I have an SQL query generated by Entity Framework that contains a two level nested LEFT OUTER JOIN on tables TableA, TableB and TableC1 and TableC2 with the following foreign key relations as the arrows indicate.

TableA->TableB->TableC1
              ->TableC2

TableA contains 1000 rows, and all other tables contain around 100000 rows The SQL statement looks something like this:

select * from TableA A
  LEFT JOIN TableB B on A.Id = B.TableAId
  LEFT JOIN TableC1 C1 on B.Id = C1.TableBId
  LEFT JOIN TableC2 C2 on B.Id = C2.TableBId

When SQL is executed on Microsoft SQL Server, it takes around 30 seconds. However, if I do a select of each table and retrieve the rows as lists in memory and join them programmatically in C#, it takes 3 seconds or so.

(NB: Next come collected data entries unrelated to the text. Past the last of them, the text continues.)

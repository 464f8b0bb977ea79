//! Deadline resolution and cooperative cancellation
//!
//! A caller passes a [`Cancellation`] (token plus optional deadline) to the
//! executor. [`resolve`] turns it and the configured `--max-time` into one
//! [`EffectiveDeadline`]:
//!
//! - a caller deadline always wins, even when the config timeout is shorter
//! - otherwise a positive config timeout starts counting now
//! - otherwise there is no deadline
//!
//! The effective deadline owns a child cancellation scope. Dropping it cancels
//! the scope, so everything spawned under it stops on every exit path while
//! the caller's own token is left untouched.

use std::fmt;
use std::future::Future;
use std::time::Duration;

use tokio::time::Instant;
use tokio_util::sync::{CancellationToken, DropGuard};
use tracing::debug;

use crate::error::CancellationError;

/// What the caller hands to the executor.
#[derive(Debug, Clone, Default)]
pub struct Cancellation {
    token: CancellationToken,
    deadline: Option<Instant>,
}

impl Cancellation {
    pub fn new() -> Self {
        Self::default()
    }

    /// Wrap an existing token, e.g. one shared with other tasks.
    pub fn from_token(token: CancellationToken) -> Self {
        Self {
            token,
            deadline: None,
        }
    }

    pub fn with_deadline(mut self, deadline: Instant) -> Self {
        self.deadline = Some(deadline);
        self
    }

    pub fn with_timeout(self, timeout: Duration) -> Self {
        self.with_deadline(Instant::now() + timeout)
    }

    pub fn deadline(&self) -> Option<Instant> {
        self.deadline
    }

    pub fn token(&self) -> &CancellationToken {
        &self.token
    }

    pub fn cancel(&self) {
        self.token.cancel();
    }

    pub fn is_cancelled(&self) -> bool {
        self.token.is_cancelled()
    }
}

/// Which input produced the effective deadline.
#[derive(Debug, Clone, Copy, PartialEq, Eq)]
pub enum DeadlineSource {
    Caller,
    Config,
    None,
}

impl fmt::Display for DeadlineSource {
    fn fmt(&self, f: &mut fmt::Formatter<'_>) -> fmt::Result {
        f.write_str(match self {
            DeadlineSource::Caller => "caller",
            DeadlineSource::Config => "configured",
            DeadlineSource::None => "no",
        })
    }
}

/// The one deadline a request execution obeys.
#[derive(Debug)]
pub struct EffectiveDeadline {
    deadline: Option<Instant>,
    source: DeadlineSource,
    started: Instant,
    scope: CancellationToken,
    _release: DropGuard,
}

/// Combine the caller's cancellation with the configured timeout.
pub fn resolve(caller: &Cancellation, configured: Option<Duration>) -> EffectiveDeadline {
    let started = Instant::now();
    let (deadline, source) = match (caller.deadline(), configured) {
        (Some(deadline), _) => (Some(deadline), DeadlineSource::Caller),
        (None, Some(timeout)) if !timeout.is_zero() => {
            (Some(started + timeout), DeadlineSource::Config)
        }
        _ => (None, DeadlineSource::None),
    };

    let scope = caller.token().child_token();
    let release = scope.clone().drop_guard();
    debug!(
        source = %source,
        remaining_ms = deadline.map(|d| d.saturating_duration_since(started).as_millis() as u64),
        "resolved deadline"
    );

    EffectiveDeadline {
        deadline,
        source,
        started,
        scope,
        _release: release,
    }
}

impl EffectiveDeadline {
    pub fn deadline(&self) -> Option<Instant> {
        self.deadline
    }

    pub fn source(&self) -> DeadlineSource {
        self.source
    }

    /// Token cancelled when the caller cancels or this value is dropped.
    pub fn scope(&self) -> &CancellationToken {
        &self.scope
    }

    pub fn is_expired(&self) -> bool {
        self.deadline.is_some_and(|d| Instant::now() >= d)
    }

    pub fn remaining(&self) -> Option<Duration> {
        self.deadline
            .map(|d| d.saturating_duration_since(Instant::now()))
    }

    pub fn elapsed(&self) -> Duration {
        self.started.elapsed()
    }

    /// Fail fast when cancelled or past the deadline.
    pub fn check(&self) -> Result<(), CancellationError> {
        if self.scope.is_cancelled() {
            return Err(CancellationError::Cancelled);
        }
        if self.is_expired() {
            return Err(self.exceeded());
        }
        Ok(())
    }

    /// Run `fut` until it completes, the scope is cancelled, or the deadline
    /// passes. The future is dropped on cancellation, aborting in-flight I/O.
    pub async fn guard<F: Future>(&self, fut: F) -> Result<F::Output, CancellationError> {
        tokio::select! {
            biased;
            _ = self.scope.cancelled() => Err(CancellationError::Cancelled),
            _ = sleep_until(self.deadline) => Err(self.exceeded()),
            output = fut => Ok(output),
        }
    }

    /// Interruptible sleep.
    pub async fn sleep(&self, duration: Duration) -> Result<(), CancellationError> {
        self.guard(tokio::time::sleep(duration)).await
    }

    fn exceeded(&self) -> CancellationError {
        CancellationError::DeadlineExceeded {
            origin: self.source,
            elapsed: self.started.elapsed(),
        }
    }
}

async fn sleep_until(deadline: Option<Instant>) {
    match deadline {
        Some(deadline) => tokio::time::sleep_until(deadline).await,
        None => std::future::pending().await,
    }
}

Can anyone give any indication of why sql server is so slow?

Thanks

CodePudding user response:

When you use joins in SQL you create something called a Cartesian Product.

For example, if I have 2 tables, Table A and Table B, Table A has 10 rows and each row has 10 Table B references:

If I load these 2 tables separately, I am loading 110 rows. 10 rows from table A, and 100 rows from table B.

If I JOIN these tables I am loading 100 rows, however, those hundred rows each represent the combine data of both tables. If Table A has 10 columns, and Table B has 20 columns, the total data read loading the tables separately would be 10x10 100x20 or 2100 columns worth of data. With a JOIN, I am loading 30x100 or 3000 columns worth of data. That's not a huge difference, but it compounds as I join more tables.

If each Table B has a Table C with an average of 5 rows and 10 columns, loaded separately that would add 5000 (500x10) or now 7600 columns worth of data. When Joined, that becomes 3000x5x10, or 150,000 columns worth of total data being loaded into memory or sifted through. You should see how this can and does snowball quite quickly if you start doing SELECT * FROM ... with Joins.

When EF goes to build a query where you are loading entity graphs (related entities) the resulting query will often use JOINs resulting in these Cartesian results that it loads, then sifts through to build the resulting object graph, condensing the results back down into the 10 A's with 10 B's and 5 C's, etc. But it still takes memory and time to chew through all of that flattened resulting data. EF Core can offer query splitting to essentially execute more like what your counter-comparison was, loading the related tables separately to piece together, greatly reducing the total amount of data being read.

Ultimately to improve performance of queries generated by EF:

  1. Use Select or Automapper's ProjectTo to select just the values from the related tables, rather than loading Entities /w Include to eager load related entities when reading "sets" of entities like search results. Load entities /w Include for single entities like when updating one.
  2. Ensure that when querying the above data, inspect the execution plans for index suggestions.
  3. If you do need to load large amounts of related data, consider use query splitting.